映画『とっととくたばれ』の主人公は、恋人に“親殺し”を頼まれた青年マトヴェイ。両親のアパートへ招かれた彼は金槌を後ろ手に隠し、警察官でもある恋人の父親アンドレイを襲うタイミングを窺っている。何気ない会話、仕草から二人の警戒心が漲り、やがて怒涛の喧嘩シーンへ!
ド派手なアクション映画ばりの数分間には興奮しました! 映画全編、主にこのアパートの中で進む物語で、上映時間100分というのも実に小気味良い。

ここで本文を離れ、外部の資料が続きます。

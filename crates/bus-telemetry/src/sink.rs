//! Prometheus-backed [`MetricsSink`].

use layer_bus::{BusCounter, MessageKind, MetricsSink, TraceOutcome, TraceRecord};
use std::time::Duration;

use crate::metrics::{BUS_DISPATCH_DURATION, BUS_EVENT_HANDLERS, BUS_MESSAGES, BUS_TRACES};

/// Forwards bus counters to the process-wide Prometheus statics.
#[derive(Debug, Clone, Copy, Default)]
pub struct PrometheusSink;

impl PrometheusSink {
    #[must_use]
    pub fn new() -> Self {
        Self
    }
}

fn outcome_label(outcome: &TraceOutcome) -> &'static str {
    match outcome {
        TraceOutcome::Delivered { .. } => "delivered",
        TraceOutcome::Completed => "completed",
        TraceOutcome::CacheHit => "cache_hit",
        TraceOutcome::Rejected => "rejected",
        TraceOutcome::Failed { .. } => "failed",
        TraceOutcome::TimedOut => "timed_out",
    }
}

impl MetricsSink for PrometheusSink {
    fn increment(&self, counter: BusCounter, kind: MessageKind, payload_type: &str, amount: u64) {
        BUS_MESSAGES
            .with_label_values(&[counter.as_str(), kind.as_str(), payload_type])
            .inc_by(amount);
    }

    fn observe_latency(&self, kind: MessageKind, payload_type: &str, latency: Duration) {
        BUS_DISPATCH_DURATION
            .with_label_values(&[kind.as_str(), payload_type])
            .observe(latency.as_secs_f64());
    }

    fn record_handler_count(&self, payload_type: &str, count: usize) {
        BUS_EVENT_HANDLERS
            .with_label_values(&[payload_type])
            .set(i64::try_from(count).unwrap_or(i64::MAX));
    }

    fn record_trace(&self, record: &TraceRecord) {
        BUS_TRACES
            .with_label_values(&[record.kind.as_str(), outcome_label(&record.outcome)])
            .inc();
    }
}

恋人の父親を彼氏が殺そうとする、という衝撃シチュエーションのシンプルなお話かと思いきや、この父親、実はとんでもない悪徳警官だった……。次第にわかってくる様々な事実。登場人物が少なく複雑にならない構成はとても分かりやすく、細かく刻むようなカメラワークと軽快な音楽によって間延びしない、とてもポップで見やすい映画です。

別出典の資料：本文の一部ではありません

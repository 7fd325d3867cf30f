//! Runtime configuration.
//!
//! The runtime is confined to the UI thread, so configuration lives in a
//! thread-local like every other piece of runtime state.
//!
//! ```ignore
//! use spark_bind::config::{set_config, RuntimeConfig};
//! use spark_bind::Animation;
//!
//! set_config(RuntimeConfig {
//!     default_animation: Animation::Fade,
//!     ..Default::default()
//! });
//! ```

use std::cell::RefCell;

use crate::types::Animation;

/// Tunables read by the differs.
#[derive(Debug, Clone, Copy, PartialEq, Eq)]
pub struct RuntimeConfig {
    /// Animation used when a structural mutation carries none.
    pub default_animation: Animation,
    /// Animate `reload` mutations that carry no explicit animation.
    pub animate_reloads: bool,
}

impl Default for RuntimeConfig {
    fn default() -> Self {
        Self {
            default_animation: Animation::Automatic,
            animate_reloads: false,
        }
    }
}

thread_local! {
    static CONFIG: RefCell<RuntimeConfig> = RefCell::new(RuntimeConfig::default());
}

/// Current configuration.
pub fn config() -> RuntimeConfig {
    CONFIG.with(|c| *c.borrow())
}

/// Replace the configuration.
pub fn set_config(config: RuntimeConfig) {
    CONFIG.with(|c| *c.borrow_mut() = config);
}

/// Restore defaults (for testing).
pub fn reset_config() {
    set_config(RuntimeConfig::default());
}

ロシアのタランティーノ!? 新鋭監督が魅せるバイオレンスとポップの豪快ミックス
監督は本作が長編デビューとなるロシアの新鋭キリル・ソコロフ。「ロシアのタランティーノかパク・チャヌク」と激賞されているようだけど、僕の印象は少し違う。確かに初期のタランティーノを彷彿させるものの、僕の大好きな監督ヨルゴス・ランティモスを明るくしたような印象も受ける。現実的なようで非現実な歪んだ行動にブラックジョークが乗っかり、思わずクスリと苦笑してしまう。照明の使い方や部屋の壁紙、映像の色の濃さにいたるまでとても美しく、細部にセンスを感じました。
そしてこの映画……血の量が半端ない! スプラッタ映画の父ことハーシェル・ゴードン・ルイス監督もびっくりな流血!! もう殴る、蹴る、噛む、叩きつける、撃つ、と“痛い”描写をこれでもかってくらい詰め込んだゴア指数の高さ。電気ドリルを足にぶっ刺す様は『ドリラー・キラー』(1979年)を彷彿させる衝撃! とはいえ『ホステル』(2005年)みたいに目を背けたくなるような嫌悪感はないのでご安心を。ただし、劇中に登場する変態男の部屋はなかなかヤバかった!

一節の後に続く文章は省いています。